Sons tell of their pride as Belfast honours life of Holocaust survivor Helen Lewis
The sons of a Holocaust survivor who inspired generations of dancers in Northern Ireland have spoken of their pride after she was honoured with a blue plaque on the walls of a Belfast theatre where she once worked.
Michael and Robin Lewis - sons of Helen Lewis - were among a host of guests at the unveiling of an Ulster History Circle blue plaque at the Crescent Arts Centre yesterday, Holocaust Memorial Day.
Eldest son Michael told the Belfast Telegraph: "It's an extraordinary event and we are delighted that our mother's work is being recognised and appreciated in a city which she made her home."
The 67-year-old retired head teacher, who now lives in Sheffield, said: "She found peace and a home here after her life had been effectively wrecked through her suffering. Over time, with the help of my father and a return to dance - her great and first love - she was able to reconstruct her life. It was remarkable, and it happened here in Belfast."
Robin (62) said his mother would be "slightly amused" at the honour, but "very proud and happy".
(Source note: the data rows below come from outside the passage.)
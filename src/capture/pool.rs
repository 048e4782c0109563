//! Fixed-capacity staging buffer pool with reference-count recycling.
//!
//! Slots are reclaimed by probing the shared handle's reference count: a slot
//! whose `Arc` has no clones outside the pool is free for the next capture.
//! This is best-effort against driver-side async release (see DESIGN.md); a
//! slot mid-read by a hardware encoder holds a clone and is never overwritten.

use std::sync::atomic::{AtomicUsize, Ordering};
use std::sync::Arc;

use crossbeam::utils::CachePadded;
use tracing::{trace, warn};

use crate::capture::frame::PixelFormat;
use crate::device::{CaptureDevice, StagingTexture};

enum Slot {
    Empty,
    Allocated(Arc<dyn StagingTexture>),
}

impl Slot {
    /// True when no consumer outside the pool still references the buffer.
    fn try_reclaim(&self) -> bool {
        match self {
            Slot::Empty => true,
            Slot::Allocated(staging) => Arc::strong_count(staging) == 1,
        }
    }
}

/// Statistics
#[derive(Default)]
struct Stats {
    acquired: AtomicUsize,
    exhausted: AtomicUsize,
    reallocations: AtomicUsize,
}

/// Arena of staging buffers, scanned in fixed order on every acquire.
pub struct StagingPool {
    slots: Vec<Slot>,
    device: Arc<dyn CaptureDevice>,

    /// Statistics
    stats: CachePadded<Stats>,
}

impl StagingPool {
    pub fn new(device: Arc<dyn CaptureDevice>, capacity: usize) -> Self {
        let mut slots = Vec::with_capacity(capacity);
        slots.resize_with(capacity, || Slot::Empty);
        Self {
            slots,
            device,
            stats: CachePadded::new(Stats::default()),
        }
    }

    pub fn capacity(&self) -> usize {
        self.slots.len()
    }

    /// Hand out a staging buffer sized to the request, or `None` when every
    /// slot is still in flight or the device refuses the allocation. Callers
    /// skip the frame on `None`; the pool never grows.
    pub fn acquire(
        &mut self,
        width: u32,
        height: u32,
        format: PixelFormat,
    ) -> Option<Arc<dyn StagingTexture>> {
        let slot_id = self.slots.iter().position(Slot::try_reclaim);
        let Some(slot_id) = slot_id else {
            self.stats.exhausted.fetch_add(1, Ordering::Relaxed);
            trace!("all staging slots in flight, dropping frame");
            return None;
        };

        let needs_alloc = match &self.slots[slot_id] {
            Slot::Empty => true,
            Slot::Allocated(staging) => staging.width() != width || staging.height() != height,
        };

        if needs_alloc {
            // Release the old buffer before asking the device for a new one;
            // this is the resize path when the render target changes size.
            if let Slot::Allocated(_) = self.slots[slot_id] {
                self.stats.reallocations.fetch_add(1, Ordering::Relaxed);
                trace!(slot_id, width, height, "resizing staging slot");
            }
            self.slots[slot_id] = Slot::Empty;

            match self.device.create_staging(width, height, format) {
                Ok(staging) => self.slots[slot_id] = Slot::Allocated(staging),
                Err(e) => {
                    warn!(slot_id, "staging allocation failed: {e}");
                    self.stats.exhausted.fetch_add(1, Ordering::Relaxed);
                    return None;
                }
            }
        }

        if let Slot::Allocated(staging) = &self.slots[slot_id] {
            self.stats.acquired.fetch_add(1, Ordering::Relaxed);
            return Some(Arc::clone(staging));
        }
        None
    }

    pub fn stats(&self) -> (usize, usize, usize) {
        (
            self.stats.acquired.load(Ordering::Relaxed),
            self.stats.exhausted.load(Ordering::Relaxed),
            self.stats.reallocations.load(Ordering::Relaxed),
        )
    }
}

#[cfg(test)]
mod tests {
    use std::sync::atomic::Ordering;

    use super::*;
    use crate::device::testing::MockDevice;

    fn pool(capacity: usize) -> (Arc<MockDevice>, StagingPool) {
        let device = Arc::new(MockDevice::default());
        let pool = StagingPool::new(Arc::clone(&device) as Arc<dyn CaptureDevice>, capacity);
        (device, pool)
    }

    #[test]
    fn acquire_beyond_capacity_fails_without_growing() {
        let (device, mut pool) = pool(3);
        let held: Vec<_> = (0..3)
            .map(|_| pool.acquire(64, 64, PixelFormat::Bgra8).unwrap())
            .collect();

        for _ in 0..5 {
            assert!(pool.acquire(64, 64, PixelFormat::Bgra8).is_none());
        }
        assert_eq!(pool.capacity(), 3);
        assert_eq!(device.allocations.load(Ordering::Relaxed), 3);

        let (acquired, exhausted, _) = pool.stats();
        assert_eq!(acquired, 3);
        assert_eq!(exhausted, 5);
        drop(held);
    }

    #[test]
    fn released_slot_is_reused_without_reallocation() {
        let (device, mut pool) = pool(2);
        let first = pool.acquire(64, 64, PixelFormat::Bgra8).unwrap();
        drop(first);

        let again = pool.acquire(64, 64, PixelFormat::Bgra8).unwrap();
        assert_eq!(device.allocations.load(Ordering::Relaxed), 1);
        assert_eq!(again.width(), 64);
    }

    #[test]
    fn held_slot_is_never_handed_out_twice() {
        let (_device, mut pool) = pool(2);
        let first = pool.acquire(64, 64, PixelFormat::Bgra8).unwrap();
        let second = pool.acquire(64, 64, PixelFormat::Bgra8).unwrap();
        assert!(!Arc::ptr_eq(&first, &second));
    }

    #[test]
    fn dimension_change_reallocates_in_place() {
        let (device, mut pool) = pool(1);
        let first = pool.acquire(64, 64, PixelFormat::Bgra8).unwrap();
        drop(first);

        let resized = pool.acquire(128, 32, PixelFormat::Bgra8).unwrap();
        assert_eq!(resized.width(), 128);
        assert_eq!(resized.height(), 32);
        assert_eq!(device.allocations.load(Ordering::Relaxed), 2);

        let (_, _, reallocations) = pool.stats();
        assert_eq!(reallocations, 1);
    }

    #[test]
    fn allocation_failure_degrades_to_none_and_recovers() {
        let (device, mut pool) = pool(2);
        device.fail_allocation.store(true, Ordering::Relaxed);
        assert!(pool.acquire(64, 64, PixelFormat::Bgra8).is_none());

        device.fail_allocation.store(false, Ordering::Relaxed);
        assert!(pool.acquire(64, 64, PixelFormat::Bgra8).is_some());
    }

    #[test]
    fn consumer_release_makes_slot_eligible_again() {
        let (_device, mut pool) = pool(1);
        let held = pool.acquire(64, 64, PixelFormat::Bgra8).unwrap();

        // Simulates a hardware encoder still reading the buffer.
        assert!(pool.acquire(64, 64, PixelFormat::Bgra8).is_none());

        drop(held);
        assert!(pool.acquire(64, 64, PixelFormat::Bgra8).is_some());
    }
}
"She always said it was important to remember the truth about the past, because there are people who want to distort it and forget about it," he said.
In her 1992 memoir - A Time to Speak - Helen chronicled her chilling experiences of the Second World War.
Robin, who is now a judge in London, added: "She would say, 'If the world is moving to place where people no longer know the difference between truth and lies, it's even more important that they can read the truth'.
"To this extent, her book still speaks today."
Rabbi David Singer addressed those who had assembled to mark the occasion by reciting an ancient Talmudic blessing.
"Just as I dance toward you but cannot touch you, so may none of my enemies be able to touch me for evil," he said.
It was an apt tribute for a woman remembered as a pioneer of modern dance in the city.
Belfast Lord Mayor Brian Kingston said Mrs Lewis "is an example of the contribution that international newcomers make to our country."
The talented dancer, choreographer and writer was born Helena Katz in Trutnov, Czechoslovakia, in 1916.
She married in 1938 before being deported to a Jewish ghetto in Terezin and then to Auschwitz in German-occupied Poland, where she was separated from her husband Paul, who did not survive the horrors of the Nazi death camp.
In October 1947, after an old friend, Harry Lewis, contacted her from his new home in Belfast, she remarried and moved to the city.
It was the birth of her two sons which rekindled Helen's passion for dance that she had from childhood and subsequently led to the founding of the Belfast Modern Dance Group.